PKK'dan ayrılan 2 bin terörist, SDG'ye katılarak Suriye ordusuna entegre edilmeye çalışılıyor. Türkiye bu süreci yakından izliyor.
Suriye’de son dönemde yaşanan gelişmeler, bölgedeki dengeleri bir kez daha alt üst etme potansiyeli taşıyor. Türkiye’den resmen çekildiğini açıklayan PKK’nın, Suriye Demokratik Güçleri (SDG) üzerinden yeniden pozisyon alma çabası dikkat çekiyor. 2 bin PKK’lı teröristin SDG saflarına geçerek, Suriye ordusuna katılım için hazırlık yaptığı belirtiliyor. Ankara ise bu adıma açık şekilde karşı çıkıyor. Türkiye, hem güvenlik kaygılarını hem de bölgesel istikrarı tehdit eden bu oluşumun arkasındaki planı bozmakta kararlı.
SDG ile Şam arasında yeni pazarlık: PKK’lılar orduya mı alınıyor?
SDG’nin, Suriye rejimiyle yürüttüğü görüşmelerin temelinde, bünyesine katılan PKK’lıları resmî bir askeri yapıya dönüştürme planı yatıyor. Edinilen bilgilere göre, SDG; Haseke, Rakka ve Deyrizor'da üç tümen hâlinde varlığını koruyarak Suriye ordusuna entegre olmak istiyor. Ancak bu talep Şam tarafından da temkinli yaklaşılan bir konu. Türkiye içinse bu süreç, kırmızı çizgilerin doğrudan ihlali anlamına geliyor. PKK’nın doğrudan Suriye ordusuna sızması, Ankara’nın müdahalesini kaçınılmaz hale getirebilir.

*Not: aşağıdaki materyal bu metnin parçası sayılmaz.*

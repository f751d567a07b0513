use property_forecast::{project_property, DataLoader, Metric, ProjectionConfig};
use std::path::PathBuf;

fn main() -> Result<(), Box<dyn std::error::Error>> {
    // Load data from CSV
    let csv_path = PathBuf::from(env!("CARGO_MANIFEST_DIR"))
        .join("examples")
        .join("csv")
        .join("cmbs_property_data.csv");

    println!("Loading data from: {}", csv_path.display());
    let portfolio = DataLoader::from_csv(csv_path)?;
    println!("Properties: {:?}", portfolio.property_names());

    let history = portfolio.property_history("Maple Commons")?;
    let outlook = project_property(&history, &ProjectionConfig::default())?;

    println!("\n5-year scenarios for {}:\n", outlook.property_name());
    print!("{}", outlook.scenarios());

    // Chart data for each metric
    for metric in Metric::ALL {
        let chart = outlook.chart_series(metric);
        println!("\n{} ({})", chart.title, chart.y_label);
        for line in &chart.lines {
            let last = line.points.last().map(|(_, v)| *v).unwrap_or_default();
            println!("  {:<10} ends at {:.2}", line.label, last);
        }
    }

    Ok(())
}
//! # Property Outlook
//!
//! Workspace facade tying together trend fitting and property scenarios.
//!
//! ## Example
//!
//! ```
//! use property_outlook_workspace::{project_property, Metric, PropertyHistory, PropertyRecord};
//! use property_outlook_workspace::{ProjectionConfig, Scenario};
//!
//! let records = vec![
//!     PropertyRecord {
//!         property_name: "Hedwig House".to_string(),
//!         year: 2022,
//!         noi: 100.0,
//!         occupancy: 90.0,
//!         value: 1000.0,
//!         dscr: None,
//!     },
//!     PropertyRecord {
//!         property_name: "Hedwig House".to_string(),
//!         year: 2023,
//!         noi: 110.0,
//!         occupancy: 91.0,
//!         value: 1100.0,
//!         dscr: None,
//!     },
//! ];
//! let history = PropertyHistory::new("Hedwig House", records).unwrap();
//! let outlook = project_property(&history, &ProjectionConfig::default()).unwrap();
//!
//! assert_eq!(outlook.scenarios().len(), 5);
//! assert_eq!(outlook.scenarios().years()[0], 2024);
//! let noi = outlook.scenarios().column(Metric::Noi, Scenario::Base);
//! assert!((noi[0] - 120.0).abs() < 1e-9);
//! ```

pub use property_forecast::{
    project_property, DataLoader, ForecastError, Metric, MetricChart, PortfolioData,
    ProjectionConfig, PropertyHistory, PropertyOutlook, PropertyRecord, Scenario, ScenarioRow,
    ScenarioTable,
};
pub use trend_math::{fit_and_project, Forecast, MathError, ObservedSeries, TrendModel};

#[cfg(test)]
mod tests {
    use super::*;

    #[test]
    fn test_reexported_core_path() {
        let series = ObservedSeries::new(vec![100.0, 110.0, 120.0, 130.0]).unwrap();
        let forecast = fit_and_project(&series, 2).unwrap();
        assert_eq!(forecast.indices(), vec![4, 5]);
    }

    #[test]
    fn test_empty_series_is_rejected() {
        assert!(matches!(
            ObservedSeries::new(Vec::new()),
            Err(MathError::InvalidInput(_))
        ));
    }
}
use approx::assert_relative_eq;
use property_forecast::data::{PropertyHistory, PropertyRecord};
use property_forecast::{
    project_property, DataLoader, Metric, ProjectionConfig, Scenario,
};

fn linear_history() -> PropertyHistory {
    let records = (0..4)
        .map(|i| PropertyRecord {
            property_name: "Riverside Tower".to_string(),
            year: 2020 + i,
            noi: 100.0 + 10.0 * i as f64,
            occupancy: 94.0 + i as f64,
            value: 1000.0 + 50.0 * i as f64,
            dscr: Some(1.25),
        })
        .collect();

    PropertyHistory::new("Riverside Tower", records).unwrap()
}

#[test]
fn test_project_property_end_to_end() {
    let history = linear_history();
    let outlook = project_property(&history, &ProjectionConfig::new(2).unwrap()).unwrap();

    assert_eq!(outlook.property_name(), "Riverside Tower");
    assert_eq!(outlook.future_years(), &[2024, 2025]);

    let scenarios = outlook.scenarios();
    assert_eq!(scenarios.years(), vec![2024, 2025]);

    let noi_base = scenarios.column(Metric::Noi, Scenario::Base);
    assert_relative_eq!(noi_base[0], 140.0, epsilon = 1e-9);
    assert_relative_eq!(noi_base[1], 150.0, epsilon = 1e-9);

    let noi_up = scenarios.column(Metric::Noi, Scenario::Upside);
    assert_relative_eq!(noi_up[0], 147.0, epsilon = 1e-9);
    assert_relative_eq!(noi_up[1], 157.5, epsilon = 1e-9);

    // occupancy 98, 99 -> upside 99.96, then capped
    let occ_up = scenarios.column(Metric::Occupancy, Scenario::Upside);
    assert_relative_eq!(occ_up[0], 99.96, epsilon = 1e-9);
    assert_eq!(occ_up[1], 100.0);

    let value = outlook.projection(Metric::Value);
    assert_relative_eq!(value.model.slope(), 50.0, epsilon = 1e-9);
    assert_eq!(value.forecast.indices(), vec![4, 5]);
}

#[test]
fn test_default_horizon_is_five_years() {
    let outlook = project_property(&linear_history(), &ProjectionConfig::default()).unwrap();

    assert_eq!(outlook.scenarios().len(), 5);
    assert_eq!(outlook.future_years(), &[2024, 2025, 2026, 2027, 2028]);
}

#[test]
fn test_zero_horizon_rejected() {
    let config = ProjectionConfig { years_forward: 0 };
    let err = project_property(&linear_history(), &config).unwrap_err();
    assert!(err.is_invalid_input());
}

#[test]
fn test_single_year_history_projects_flat() {
    let record = PropertyRecord {
        property_name: "New Build".to_string(),
        year: 2023,
        noi: 50.0,
        occupancy: 80.0,
        value: 900.0,
        dscr: None,
    };
    let history = PropertyHistory::new("New Build", vec![record]).unwrap();

    let outlook = project_property(&history, &ProjectionConfig::new(3).unwrap()).unwrap();

    assert_eq!(
        outlook.scenarios().column(Metric::Noi, Scenario::Base),
        vec![50.0, 50.0, 50.0]
    );
    assert_eq!(outlook.future_years(), &[2024, 2025, 2026]);
}

#[test]
fn test_chart_series() {
    let outlook = project_property(&linear_history(), &ProjectionConfig::new(2).unwrap()).unwrap();
    let chart = outlook.chart_series(Metric::Value);

    assert_eq!(chart.title, "Property Value Projection – Riverside Tower");
    assert_eq!(chart.y_label, "Value");
    assert_eq!(chart.historical.len(), 4);
    assert_eq!(chart.historical[0], (2020, 1000.0));

    let labels: Vec<&str> = chart.lines.iter().map(|l| l.label.as_str()).collect();
    assert_eq!(labels, vec!["Base Case", "Downside", "Upside"]);

    let upside = &chart.lines[2];
    assert_eq!(upside.points.len(), 2);
    assert_eq!(upside.points[0].0, 2024);
    assert_relative_eq!(upside.points[0].1, 1200.0 * 1.08, epsilon = 1e-9);

    assert_eq!(outlook.chart_series(Metric::Occupancy).y_label, "Occupancy %");
}

#[test]
fn test_csv_to_outlook_json() {
    let csv = "\
Property Name,Year,NOI,Occupancy,Value
Cedar Park,2022,210,91,3100
Cedar Park,2020,190,89,2900
Cedar Park,2021,200,90,3000
";
    let portfolio = DataLoader::from_reader(csv.as_bytes()).unwrap();
    let history = portfolio.property_history("Cedar Park").unwrap();
    let outlook = project_property(&history, &ProjectionConfig::new(1).unwrap()).unwrap();

    let row = outlook.scenarios().rows()[0];
    assert_eq!(row.year, 2023);
    assert_relative_eq!(row.noi_base, 220.0, epsilon = 1e-9);
    assert_relative_eq!(row.value_down, 3200.0 * 0.9, epsilon = 1e-9);

    let json: serde_json::Value = serde_json::from_str(&outlook.to_json().unwrap()).unwrap();
    assert_eq!(json["scenarios"]["rows"][0]["Year"], 2023);
    assert_eq!(json["future_years"][0], 2023);
}

#[test]
fn test_projections_run_on_worker_threads() {
    let histories = vec![linear_history(), linear_history()];

    let handles: Vec<_> = histories
        .into_iter()
        .map(|history| {
            std::thread::spawn(move || {
                project_property(&history, &ProjectionConfig::default())
                    .map(|outlook| outlook.scenarios().clone())
            })
        })
        .collect();

    let tables: Vec<_> = handles
        .into_iter()
        .map(|h| h.join().unwrap().unwrap())
        .collect();
    assert_eq!(tables[0], tables[1]);
}
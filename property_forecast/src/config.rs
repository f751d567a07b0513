//! Projection settings

use crate::error::{ForecastError, Result};
use serde::{Deserialize, Serialize};
use std::fs;
use std::path::Path;

/// Horizon used when none is configured
pub const DEFAULT_YEARS_FORWARD: usize = 5;

/// Settings for a single property projection
#[derive(Debug, Clone, Copy, PartialEq, Eq, Serialize, Deserialize)]
#[serde(default)]
pub struct ProjectionConfig {
    /// Number of future years to project
    pub years_forward: usize,
}

impl Default for ProjectionConfig {
    fn default() -> Self {
        Self {
            years_forward: DEFAULT_YEARS_FORWARD,
        }
    }
}

impl ProjectionConfig {
    /// Create a validated config for the given horizon
    pub fn new(years_forward: usize) -> Result<Self> {
        let config = Self { years_forward };
        config.validate()?;
        Ok(config)
    }

    /// Parse a config from JSON; missing fields fall back to defaults
    pub fn from_json(json: &str) -> Result<Self> {
        let config: Self = serde_json::from_str(json)
            .map_err(|e| ForecastError::ConfigError(e.to_string()))?;
        config.validate()?;
        Ok(config)
    }

    /// Read a JSON config file
    pub fn from_file<P: AsRef<Path>>(path: P) -> Result<Self> {
        let contents = fs::read_to_string(path)?;
        Self::from_json(&contents)
    }

    pub fn validate(&self) -> Result<()> {
        if self.years_forward == 0 {
            return Err(ForecastError::InvalidInput(
                "years_forward must be positive".to_string(),
            ));
        }
        Ok(())
    }
}
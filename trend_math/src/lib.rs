//! # Trend Math
//!
//! Least-squares trend fitting for short annual series.
//! This crate provides the linear trend model used to project property
//! metrics (NOI, occupancy, value) beyond their observed history.

use thiserror::Error;

pub mod trend;

pub use trend::{fit_and_project, Forecast, ForecastPoint, ObservedSeries, TrendModel};

/// Errors that can occur in trend calculations
#[derive(Error, Debug, Clone, PartialEq)]
pub enum MathError {
    #[error("Insufficient data for calculation: {0}")]
    InsufficientData(String),

    #[error("Invalid input: {0}")]
    InvalidInput(String),

    #[error("Calculation error: {0}")]
    CalculationError(String),
}

/// Result type for trend math operations
pub type Result<T> = std::result::Result<T, MathError>;
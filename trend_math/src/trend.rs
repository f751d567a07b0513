//! Linear trend fitting and projection for annual series
//!
//! Fits an ordinary least-squares line over position-indexed observations
//! (`x = 0, 1, 2, ...`) and extends it beyond the last observed index.
//!
//! ```
//! use trend_math::trend::{fit_and_project, ObservedSeries};
//!
//! let series = ObservedSeries::new(vec![100.0, 110.0, 120.0, 130.0]).unwrap();
//! let forecast = fit_and_project(&series, 2).unwrap();
//! assert_eq!(forecast.indices(), vec![4, 5]);
//! assert!((forecast.values()[0] - 140.0).abs() < 1e-9);
//! ```

use crate::{MathError, Result};
use serde::{Deserialize, Serialize};
use tracing::debug;

/// Below this the x-spread is treated as zero
const DENOMINATOR_EPSILON: f64 = 1e-12;

/// Position-indexed observations of one metric, oldest first
#[derive(Debug, Clone, PartialEq, Serialize, Deserialize)]
#[serde(try_from = "RawSeries")]
pub struct ObservedSeries {
    values: Vec<f64>,
}

#[derive(Deserialize)]
struct RawSeries {
    values: Vec<f64>,
}

impl TryFrom<RawSeries> for ObservedSeries {
    type Error = MathError;

    fn try_from(raw: RawSeries) -> Result<Self> {
        Self::new(raw.values)
    }
}

impl ObservedSeries {
    /// Create a series from chronologically ordered values.
    ///
    /// Fails on an empty input or on any NaN/infinite value.
    pub fn new(values: Vec<f64>) -> Result<Self> {
        if values.is_empty() {
            return Err(MathError::InvalidInput(
                "Observed series must contain at least one value".to_string(),
            ));
        }
        ensure_finite(&values)?;

        Ok(Self { values })
    }

    /// Observed values in chronological order
    pub fn values(&self) -> &[f64] {
        &self.values
    }

    /// Number of observations
    pub fn len(&self) -> usize {
        self.values.len()
    }

    pub fn is_empty(&self) -> bool {
        self.values.is_empty()
    }

    /// `(index, value)` pairs with the positional regression coordinate
    pub fn points(&self) -> impl Iterator<Item = (usize, f64)> + '_ {
        self.values.iter().copied().enumerate()
    }
}

/// One projected point beyond the observed range
#[derive(Debug, Clone, Copy, PartialEq, Serialize, Deserialize)]
pub struct ForecastPoint {
    /// Regression coordinate, continuing after the last observed index
    pub index: usize,
    /// Value of the fitted line at `index`
    pub value: f64,
}

/// Projection of a trend line over the next `years_forward` indices
#[derive(Debug, Clone, PartialEq, Serialize, Deserialize)]
pub struct Forecast {
    points: Vec<ForecastPoint>,
}

impl Forecast {
    /// Projected points in index order
    pub fn points(&self) -> &[ForecastPoint] {
        &self.points
    }

    /// Projected values in index order
    pub fn values(&self) -> Vec<f64> {
        self.points.iter().map(|p| p.value).collect()
    }

    /// Future regression coordinates
    pub fn indices(&self) -> Vec<usize> {
        self.points.iter().map(|p| p.index).collect()
    }

    /// Horizon length
    pub fn len(&self) -> usize {
        self.points.len()
    }

    pub fn is_empty(&self) -> bool {
        self.points.is_empty()
    }
}

/// Straight line `y = slope * x + intercept` fitted by least squares
#[derive(Debug, Clone, Copy, PartialEq, Serialize, Deserialize)]
#[serde(try_from = "RawTrendModel")]
pub struct TrendModel {
    slope: f64,
    intercept: f64,
    observations: usize,
}

#[derive(Deserialize)]
struct RawTrendModel {
    slope: f64,
    intercept: f64,
    observations: usize,
}

impl TryFrom<RawTrendModel> for TrendModel {
    type Error = MathError;

    fn try_from(raw: RawTrendModel) -> Result<Self> {
        Self::from_coefficients(raw.slope, raw.intercept, raw.observations)
    }
}

impl TrendModel {
    /// Fit the closed-form OLS line over `x = 0..n`.
    ///
    /// A single observation has no defined slope; it is fitted as a flat line
    /// through that value (`slope = 0`, `intercept = y0`).
    pub fn fit(series: &ObservedSeries) -> Result<Self> {
        let n = series.len();
        match n {
            0 => Err(MathError::InvalidInput(
                "Cannot fit a trend to an empty series".to_string(),
            )),
            1 => {
                let intercept = series.values()[0];
                debug!(intercept, "single observation, using flat trend");
                Ok(Self {
                    slope: 0.0,
                    intercept,
                    observations: 1,
                })
            }
            _ => {
                let n_f = n as f64;
                let x_mean = (n_f - 1.0) / 2.0;
                let y_mean = series.values().iter().sum::<f64>() / n_f;

                let mut numerator = 0.0;
                let mut denominator = 0.0;
                for (i, y) in series.points() {
                    let dx = i as f64 - x_mean;
                    numerator += dx * (y - y_mean);
                    denominator += dx * dx;
                }

                if denominator < DENOMINATOR_EPSILON {
                    return Err(MathError::CalculationError(
                        "Cannot calculate slope: x values are too similar".to_string(),
                    ));
                }

                let slope = numerator / denominator;
                let intercept = y_mean - slope * x_mean;
                ensure_finite(&[slope, intercept])?;

                debug!(slope, intercept, observations = n, "fitted linear trend");
                Ok(Self {
                    slope,
                    intercept,
                    observations: n,
                })
            }
        }
    }

    /// Build a model from known coefficients
    pub fn from_coefficients(slope: f64, intercept: f64, observations: usize) -> Result<Self> {
        if observations == 0 {
            return Err(MathError::InvalidInput(
                "A trend model needs at least one observation".to_string(),
            ));
        }
        ensure_finite(&[slope, intercept])?;

        Ok(Self {
            slope,
            intercept,
            observations,
        })
    }

    /// Change per index step
    pub fn slope(&self) -> f64 {
        self.slope
    }

    /// Fitted value at index 0
    pub fn intercept(&self) -> f64 {
        self.intercept
    }

    /// Number of observations the model was fitted on
    pub fn observations(&self) -> usize {
        self.observations
    }

    /// Value of the line at coordinate `x`
    pub fn predict_at(&self, x: f64) -> f64 {
        self.slope * x + self.intercept
    }

    /// Project the line over the `years_forward` indices after the fitted range.
    pub fn project(&self, years_forward: usize) -> Result<Forecast> {
        if years_forward == 0 {
            return Err(MathError::InvalidInput(
                "years_forward must be positive".to_string(),
            ));
        }

        let start = self.observations;
        let end = start.checked_add(years_forward).ok_or_else(|| {
            MathError::InvalidInput(format!(
                "Projecting {} steps past index {} overflows",
                years_forward, start
            ))
        })?;

        let mut points = Vec::new();
        points.try_reserve_exact(years_forward).map_err(|_| {
            MathError::InvalidInput(format!(
                "years_forward {} is too large to project",
                years_forward
            ))
        })?;
        points.extend((start..end).map(|index| ForecastPoint {
            index,
            value: self.predict_at(index as f64),
        }));

        Ok(Forecast { points })
    }

    /// In-sample fitted values for `x = 0..observations`
    pub fn fitted_values(&self) -> Vec<f64> {
        (0..self.observations)
            .map(|i| self.predict_at(i as f64))
            .collect()
    }

    /// Observed minus fitted, per observation
    pub fn residuals(&self, series: &ObservedSeries) -> Vec<f64> {
        series
            .points()
            .map(|(i, y)| y - self.predict_at(i as f64))
            .collect()
    }

    /// Coefficient of determination of the fit.
    ///
    /// A series with no variance is reported as a perfect fit.
    pub fn r_squared(&self, series: &ObservedSeries) -> f64 {
        let y_mean = series.values().iter().sum::<f64>() / series.len() as f64;
        let ss_total: f64 = series.values().iter().map(|y| (y - y_mean).powi(2)).sum();
        let ss_residual: f64 = self.residuals(series).iter().map(|r| r * r).sum();

        if ss_total.abs() < DENOMINATOR_EPSILON {
            1.0
        } else {
            1.0 - ss_residual / ss_total
        }
    }
}

/// Fit a linear trend to `series` and project it `years_forward` steps ahead.
pub fn fit_and_project(series: &ObservedSeries, years_forward: usize) -> Result<Forecast> {
    if years_forward == 0 {
        return Err(MathError::InvalidInput(
            "years_forward must be positive".to_string(),
        ));
    }

    TrendModel::fit(series)?.project(years_forward)
}

/// Reject NaN and infinite values
pub fn ensure_finite(values: &[f64]) -> Result<()> {
    match values.iter().position(|v| !v.is_finite()) {
        Some(pos) => Err(MathError::InvalidInput(format!(
            "Non-finite value {} at position {}",
            values[pos], pos
        ))),
        None => Ok(()),
    }
}
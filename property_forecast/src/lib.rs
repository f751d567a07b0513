//! # Property Forecast
//!
//! Trend-based five-year outlooks for income-producing properties.
//!
//! ## Features
//!
//! - Property table loading from CSV (`Property Name, Year, NOI, Occupancy, Value`)
//! - Per-property history selection, sorted by year
//! - Linear trend projection of NOI, occupancy and value (via `trend_math`)
//! - Base / Upside / Downside scenario bands with fixed shocks
//! - Chart-ready series and JSON export of the results
//!
//! ## Scenario Bands
//!
//! | Metric    | Upside              | Downside |
//! |-----------|---------------------|----------|
//! | NOI       | +5%                 | -5%      |
//! | Occupancy | +2%, capped at 100  | -3%      |
//! | Value     | +8%                 | -10%     |
//!
//! ## Quick Start
//!
//! ```no_run
//! use property_forecast::{project_property, DataLoader, Metric, ProjectionConfig};
//!
//! let portfolio = DataLoader::from_csv("cmbs_property_data.csv")?;
//! let history = portfolio.first_property_history()?;
//!
//! let outlook = project_property(&history, &ProjectionConfig::default())?;
//! println!("{}", outlook.scenarios());
//!
//! let noi_chart = outlook.chart_series(Metric::Noi);
//! println!("{}: {} historical points", noi_chart.title, noi_chart.historical.len());
//! # Ok::<(), property_forecast::ForecastError>(())
//! ```
//!
//! The core steps can also be called directly on pre-cleaned values:
//!
//! ```
//! use property_forecast::scenarios::generate;
//! use trend_math::{fit_and_project, ObservedSeries};
//!
//! let noi = fit_and_project(&ObservedSeries::new(vec![100.0, 110.0, 120.0, 130.0])?, 2)?;
//! let occ = fit_and_project(&ObservedSeries::new(vec![90.0, 92.0, 94.0, 96.0])?, 2)?;
//! let value = fit_and_project(&ObservedSeries::new(vec![1000.0, 1050.0, 1100.0, 1150.0])?, 2)?;
//!
//! let table = generate(&noi, &occ, &value, &[2024, 2025])?;
//! assert_eq!(table.years(), vec![2024, 2025]);
//! assert_eq!(table.rows()[1].occ_up, 100.0);
//! # Ok::<(), property_forecast::ForecastError>(())
//! ```

pub mod config;
pub mod data;
pub mod error;
pub mod metrics;
pub mod outlook;
pub mod scenarios;
pub mod utils;

// Re-export commonly used types
pub use crate::config::ProjectionConfig;
pub use crate::data::{DataLoader, PortfolioData, PropertyHistory, PropertyRecord};
pub use crate::error::ForecastError;
pub use crate::outlook::{project_property, MetricChart, PropertyOutlook};
pub use crate::scenarios::{Metric, Scenario, ScenarioRow, ScenarioTable};

// Version information
pub const VERSION: &str = env!("CARGO_PKG_VERSION");
pub const NAME: &str = env!("CARGO_PKG_NAME");
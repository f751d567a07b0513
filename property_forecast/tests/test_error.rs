use property_forecast::error::ForecastError;
use std::io;
use trend_math::MathError;

#[test]
fn test_error_conversion() {
    // IO error conversion
    let io_error = io::Error::new(io::ErrorKind::NotFound, "file not found");
    let forecast_error = ForecastError::from(io_error);
    assert!(matches!(forecast_error, ForecastError::IoError(_)));

    // Trend fitter errors are wrapped
    let math_error = MathError::InvalidInput("empty series".to_string());
    let forecast_error = ForecastError::from(math_error.clone());
    match forecast_error {
        ForecastError::Math(inner) => assert_eq!(inner, math_error),
        _ => panic!("Expected Math variant"),
    }
}

#[test]
fn test_error_display() {
    let error = ForecastError::MissingColumn("Occupancy".to_string());
    assert_eq!(error.to_string(), "Missing required column: Occupancy");

    let io_error = io::Error::new(io::ErrorKind::PermissionDenied, "permission denied");
    let error_string = ForecastError::from(io_error).to_string();
    assert!(error_string.contains("IO error"));
    assert!(error_string.contains("permission denied"));
}

#[test]
fn test_invalid_input_classification() {
    assert!(ForecastError::InvalidInput("x".to_string()).is_invalid_input());
    assert!(ForecastError::from(MathError::InvalidInput("x".to_string())).is_invalid_input());
    assert!(ForecastError::from(MathError::InsufficientData("x".to_string())).is_invalid_input());

    assert!(!ForecastError::from(MathError::CalculationError("x".to_string())).is_invalid_input());
    assert!(!ForecastError::DataError("x".to_string()).is_invalid_input());
    assert!(!ForecastError::PropertyNotFound("x".to_string()).is_invalid_input());
}
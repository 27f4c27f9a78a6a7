//! Results of install tasks and the coordinator's status.

use super::InstallError;

/// Result of one install task run.
#[derive(Debug, Clone, PartialEq, Eq)]
pub enum InstallOutcome {
    /// Every step is satisfied.
    Success,
    /// The task stopped at a cancellation checkpoint.
    Cancelled,
    /// A step failed; later steps were not attempted.
    Failed(InstallError),
}

impl InstallOutcome {
    /// Whether the SDK should now be ready.
    pub fn is_success(&self) -> bool {
        matches!(self, Self::Success)
    }
}

/// What the install lane is doing.
///
/// # Example
///
/// ```rust
/// use cloud_sdk_manager::{InstallOutcome, InstallStatus};
///
/// let status = InstallStatus::Finished(InstallOutcome::Cancelled);
/// assert!(!status.is_pending());
/// assert_eq!(status.outcome(), Some(&InstallOutcome::Cancelled));
/// ```
#[derive(Debug, Clone, PartialEq, Eq, Default)]
pub enum InstallStatus {
    /// Nothing has been scheduled yet.
    #[default]
    Idle,
    /// At least one request is queued or running.
    Pending,
    /// The lane drained; holds the outcome of the last run.
    Finished(InstallOutcome),
}

impl InstallStatus {
    /// Whether an install is queued or running.
    pub fn is_pending(&self) -> bool {
        matches!(self, Self::Pending)
    }

    /// Outcome of the last run, once the lane drained.
    pub fn outcome(&self) -> Option<&InstallOutcome> {
        match self {
            Self::Finished(outcome) => Some(outcome),
            _ => None,
        }
    }
}
//! The managed Cloud SDK capability.
//!
//! [`ManagedSdk`] is the surface the orchestrator depends on: three read-only
//! probes, three installer factories and the SDK home path. The probes may
//! run external processes and take seconds. Installers are long-running,
//! stream messages to a [`MessageListener`] and honour a [`CancelToken`]
//! between their own phases.
//!
//! [`GcloudManagedSdk`] implements the capability on top of the real
//! `gcloud` CLI.

mod errors;
mod gcloud;

pub use errors::ManagedSdkError;
pub use gcloud::{GcloudManagedSdk, ManagedSdkOptions, SdkVersion};

use crate::{CancelToken, SdkComponent};
use futures::future::BoxFuture;
use std::path::PathBuf;

/// Receives raw output lines from installers.
pub trait MessageListener: Send + Sync {
    /// Called once per line of installer output.
    fn message(&self, raw: &str);
}

/// Discards every message.
#[derive(Debug, Clone, Copy, Default)]
pub struct NoOpListener;

impl MessageListener for NoOpListener {
    fn message(&self, _raw: &str) {}
}

/// Forwards messages to `tracing` at debug level.
#[derive(Debug, Clone, Copy, Default)]
pub struct TracingListener;

impl MessageListener for TracingListener {
    fn message(&self, raw: &str) {
        tracing::debug!(target: "cloud_sdk_manager::installer", "{}", raw);
    }
}

/// A blocking installation step: core install, component install or update.
///
/// `run` must be safe to call when the step is already satisfied, and must
/// return [`ManagedSdkError::Cancelled`] if it stops because of `cancel`.
pub trait SdkInstaller: Send + Sync {
    /// Run the step to completion.
    fn run<'a>(
        &'a self,
        listener: &'a dyn MessageListener,
        cancel: &'a CancelToken,
    ) -> BoxFuture<'a, Result<(), ManagedSdkError>>;
}

/// A managed Cloud SDK instance living in one directory.
pub trait ManagedSdk: Send + Sync {
    /// Directory that owns this managed instance. Two instances with the same
    /// root manage the same files.
    fn root(&self) -> PathBuf;

    /// The SDK home (the `google-cloud-sdk` directory). Only meaningful once
    /// [`is_installed`](Self::is_installed) returns true.
    fn sdk_home(&self) -> PathBuf;

    /// Whether the core SDK is present and verifiable.
    fn is_installed(&self) -> BoxFuture<'_, Result<bool, ManagedSdkError>>;

    /// Whether `component` is installed.
    fn has_component(
        &self,
        component: SdkComponent,
    ) -> BoxFuture<'_, Result<bool, ManagedSdkError>>;

    /// Whether the installation is at the latest available version.
    fn is_up_to_date(&self) -> BoxFuture<'_, Result<bool, ManagedSdkError>>;

    /// Installer for the core SDK.
    fn new_installer(&self) -> Result<Box<dyn SdkInstaller>, ManagedSdkError>;

    /// Installer for a single component.
    fn new_component_installer(
        &self,
        component: SdkComponent,
    ) -> Result<Box<dyn SdkInstaller>, ManagedSdkError>;

    /// Updater bringing the SDK to the latest version.
    fn new_updater(&self) -> Result<Box<dyn SdkInstaller>, ManagedSdkError>;
}
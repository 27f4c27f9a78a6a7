//! Read-only probing of a managed SDK.

use crate::sdk::{ManagedSdk, ManagedSdkError};
use crate::{SdkComponent, SdkState};

/// Determine the state of `sdk` with respect to `component`.
///
/// Checks run in order and stop at the first unsatisfied one, so an absent
/// SDK costs no process calls and a complete one costs up to three. Do not
/// call this in a tight loop.
///
/// # Errors
///
/// Any probe failure is returned unchanged; nothing is retried.
pub async fn probe(
    sdk: &dyn ManagedSdk,
    component: SdkComponent,
) -> Result<SdkState, ManagedSdkError> {
    if !sdk.is_installed().await? {
        return Ok(SdkState::NotInstalled);
    }
    if !sdk.has_component(component).await? {
        return Ok(SdkState::MissingComponent);
    }
    if !sdk.is_up_to_date().await? {
        return Ok(SdkState::Stale);
    }
    Ok(SdkState::Ready)
}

MİT sahada: PKK’dan SDG’ye geçen isimler tek tek izleniyor
Milli İstihbarat Teşkilatı (MİT), PKK’nın sözde tasfiye sürecini adım adım izliyor. Terör örgütünün silah bırakmasının ardından Suriye’ye geçen PKK’lıların SDG’ye katılımı, sahadaki güvenlik birimleri tarafından belgeleniyor. Hatta, MİT’in elinde SDG’ye katılan 2 bin teröristin isim listesi bulunduğu ifade ediliyor. Ayrıca örgütün silahlarının SDG’ye aktarılması konusunda da teknik takip devam ediyor. Türkiye, sadece isimler üzerinden değil, hareket kabiliyeti ve silah transferleri açısından da tüm gelişmeleri yakından analiz ediyor.
Kandil’den Şam’a uzanan senaryo: Türkiye ne yapacak?
Kandil-SDG-Şam hattında çizilmeye çalışılan yeni senaryoya Türkiye’nin nasıl tepki vereceği merak konusu. Türkiye, terör örgütü mensuplarının resmi orduya dönüşmesini ulusal güvenlik tehdidi olarak görüyor. Özellikle sınır hattına yakın bölgelerde konuşlanabilecek bu unsurlar, olası bir çatışma durumunda doğrudan Türkiye'yi hedef alabilir. Bu nedenle Ankara, olası gelişmelere karşı askeri ve diplomatik tüm seçenekleri masada tutuyor. Gerekirse sert müdahaleler de gündeme gelebilir.
Suriye’deki gelişmeler Türkiye’yi nasıl etkiler?
Suriye’deki bu askeri ve siyasi dönüşüm sadece bölgeyle sınırlı değil. Ankara’ya göre, Suriye’deki bu yeni yapı Türkiye’deki terörle mücadele sürecini de doğrudan etkileyebilir. SDG saflarındaki PKK’lıların yeniden organize edilerek başka coğrafyalarda devreye sokulması ihtimali göz ardı edilmiyor. Türkiye, bu nedenle hem diplomatik yolları hem de sahadaki operasyonel takibi sıkılaştırmış durumda.